What this task involves ::
Say how many lines in the records hold "write". Nothing but the number should be given.
##### Given entries
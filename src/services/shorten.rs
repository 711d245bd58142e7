//! Short hash generation
//!
//! `base62(xxh32("{nanos:x}:{url}:{counter:x}", seed))`
//!
//! Uniqueness comes from the input changing on every call (time + counter);
//! the hash only has to be cheap and spread well. The generator never looks
//! at the store, collisions are handled by the insert workflow.

use std::sync::Arc;

use chrono::Utc;
use xxhash_rust::xxh32::xxh32;

use crate::storage::MonotonicCounter;
use crate::utils::encode_base62;

#[derive(Debug, Clone)]
pub struct HashGenerator {
    seed: u32,
    counter: Arc<MonotonicCounter>,
}

impl HashGenerator {
    pub fn new(seed: u32, counter: Arc<MonotonicCounter>) -> Self {
        Self { seed, counter }
    }

    pub fn seed(&self) -> u32 {
        self.seed
    }

    /// Generate a short hash for `url` at the current time.
    pub fn generate(&self, url: &str) -> String {
        let nanos = Utc::now()
            .timestamp_nanos_opt()
            .map(|n| n as u64)
            .unwrap_or_default();
        self.generate_at(url, nanos)
    }

    /// Generate with a caller-supplied clock reading.
    pub fn generate_at(&self, url: &str, nanos: u64) -> String {
        let count = self.counter.next();
        encode_base62(hash_input(url, nanos, count, self.seed))
    }
}

fn hash_input(url: &str, nanos: u64, count: u64, seed: u32) -> u32 {
    let input = format!("{:x}:{}:{:x}", nanos, url, count);
    xxh32(input.as_bytes(), seed)
}

#[cfg(test)]
mod tests {
    use super::*;
    use std::collections::HashSet;

    fn generator() -> HashGenerator {
        HashGenerator::new(0x5eed, Arc::new(MonotonicCounter::new()))
    }

    #[test]
    fn test_frozen_clock_still_differs() {
        let generator = generator();
        let a = generator.generate_at("https://example.com", 42);
        let b = generator.generate_at("https://example.com", 42);
        assert_ne!(a, b);
    }

    #[test]
    fn test_deterministic_for_same_inputs() {
        let a = HashGenerator::new(7, Arc::new(MonotonicCounter::new()));
        let b = HashGenerator::new(7, Arc::new(MonotonicCounter::new()));
        assert_eq!(
            a.generate_at("https://example.com", 1),
            b.generate_at("https://example.com", 1)
        );

        let other_seed = HashGenerator::new(8, Arc::new(MonotonicCounter::new()));
        assert_ne!(
            a.generate_at("https://example.com/x", 1),
            other_seed.generate_at("https://example.com/x", 1)
        );
    }

    #[test]
    fn test_collision_rate_for_distinct_urls() {
        let generator = generator();
        let mut seen = HashSet::new();
        let mut collisions = 0;
        for i in 0..10_000 {
            let hash = generator.generate(&format!("https://example.com/page/{}", i));
            if !seen.insert(hash) {
                collisions += 1;
            }
        }
        // ≤ 0.2%
        assert!(collisions <= 20, "{} collisions", collisions);
    }

    #[test]
    fn test_output_is_base62_without_padding() {
        let generator = generator();
        for i in 0..1000 {
            let hash = generator.generate_at("u", i);
            assert!(!hash.is_empty() && hash.len() <= 6);
            assert!(hash.chars().all(|c| c.is_ascii_alphanumeric()));
            assert!(hash == "0" || !hash.starts_with('0'));
        }
    }

    #[test]
    fn test_shares_counter() {
        let counter = Arc::new(MonotonicCounter::new());
        let generator = HashGenerator::new(1, counter.clone());
        generator.generate("a");
        generator.generate("b");
        assert_eq!(counter.current(), 2);
    }
}
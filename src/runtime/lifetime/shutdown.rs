use std::time::Duration;

use tokio::time::timeout;
use tracing::{error, info};

use crate::storage::StoreContext;

/// 关闭超时时间（秒），覆盖 MongoDB 的 shutdown grace
const SHUTDOWN_TIMEOUT_SECS: u64 = 30;

/// Close the store; never blocks longer than the shutdown timeout.
pub async fn shutdown(store: &StoreContext) {
    match timeout(Duration::from_secs(SHUTDOWN_TIMEOUT_SECS), store.shutdown()).await {
        Ok(Ok(())) => info!("Storage closed"),
        Ok(Err(e)) => error!("Failed to close storage: {}", e),
        Err(_) => error!(
            "Storage shutdown timed out after {} seconds",
            SHUTDOWN_TIMEOUT_SECS
        ),
    }
}
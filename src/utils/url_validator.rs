//! 目标 URL 校验
//!
//! 只接受 http/https，拒绝脚本类协议

use url::Url;

use crate::errors::LinkShortenerError;

#[derive(Debug, PartialEq, Eq)]
pub enum UrlValidationError {
    EmptyUrl,
    InvalidProtocol(String),
    DangerousProtocol(String),
    InvalidFormat(String),
    MissingHost,
}

impl std::fmt::Display for UrlValidationError {
    fn fmt(&self, f: &mut std::fmt::Formatter<'_>) -> std::fmt::Result {
        match self {
            Self::EmptyUrl => write!(f, "URL cannot be empty"),
            Self::InvalidProtocol(proto) => write!(
                f,
                "Invalid protocol: {}. Only http:// and https:// are allowed",
                proto
            ),
            Self::DangerousProtocol(proto) => write!(f, "Dangerous protocol blocked: {}", proto),
            Self::InvalidFormat(msg) => write!(f, "Invalid URL format: {}", msg),
            Self::MissingHost => write!(f, "URL has no host"),
        }
    }
}

impl std::error::Error for UrlValidationError {}

impl From<UrlValidationError> for LinkShortenerError {
    fn from(err: UrlValidationError) -> Self {
        LinkShortenerError::Validation(err.to_string())
    }
}

const DANGEROUS_PROTOCOLS: &[&str] = &[
    "javascript:",
    "data:",
    "file:",
    "vbscript:",
    "about:",
    "blob:",
];

/// Validate a link target and return it trimmed.
pub fn validate_url(url: &str) -> Result<String, UrlValidationError> {
    let url = url.trim();
    if url.is_empty() {
        return Err(UrlValidationError::EmptyUrl);
    }

    let lower = url.to_lowercase();
    if let Some(proto) = DANGEROUS_PROTOCOLS.iter().find(|p| lower.starts_with(*p)) {
        return Err(UrlValidationError::DangerousProtocol(proto.to_string()));
    }

    if !lower.starts_with("http://") && !lower.starts_with("https://") {
        let proto = lower.split(':').next().unwrap_or_default();
        return Err(UrlValidationError::InvalidProtocol(format!("{}:", proto)));
    }

    let parsed = Url::parse(url).map_err(|e| UrlValidationError::InvalidFormat(e.to_string()))?;
    if parsed.host_str().is_none_or(str::is_empty) {
        return Err(UrlValidationError::MissingHost);
    }

    Ok(url.to_string())
}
##########
Output ::
5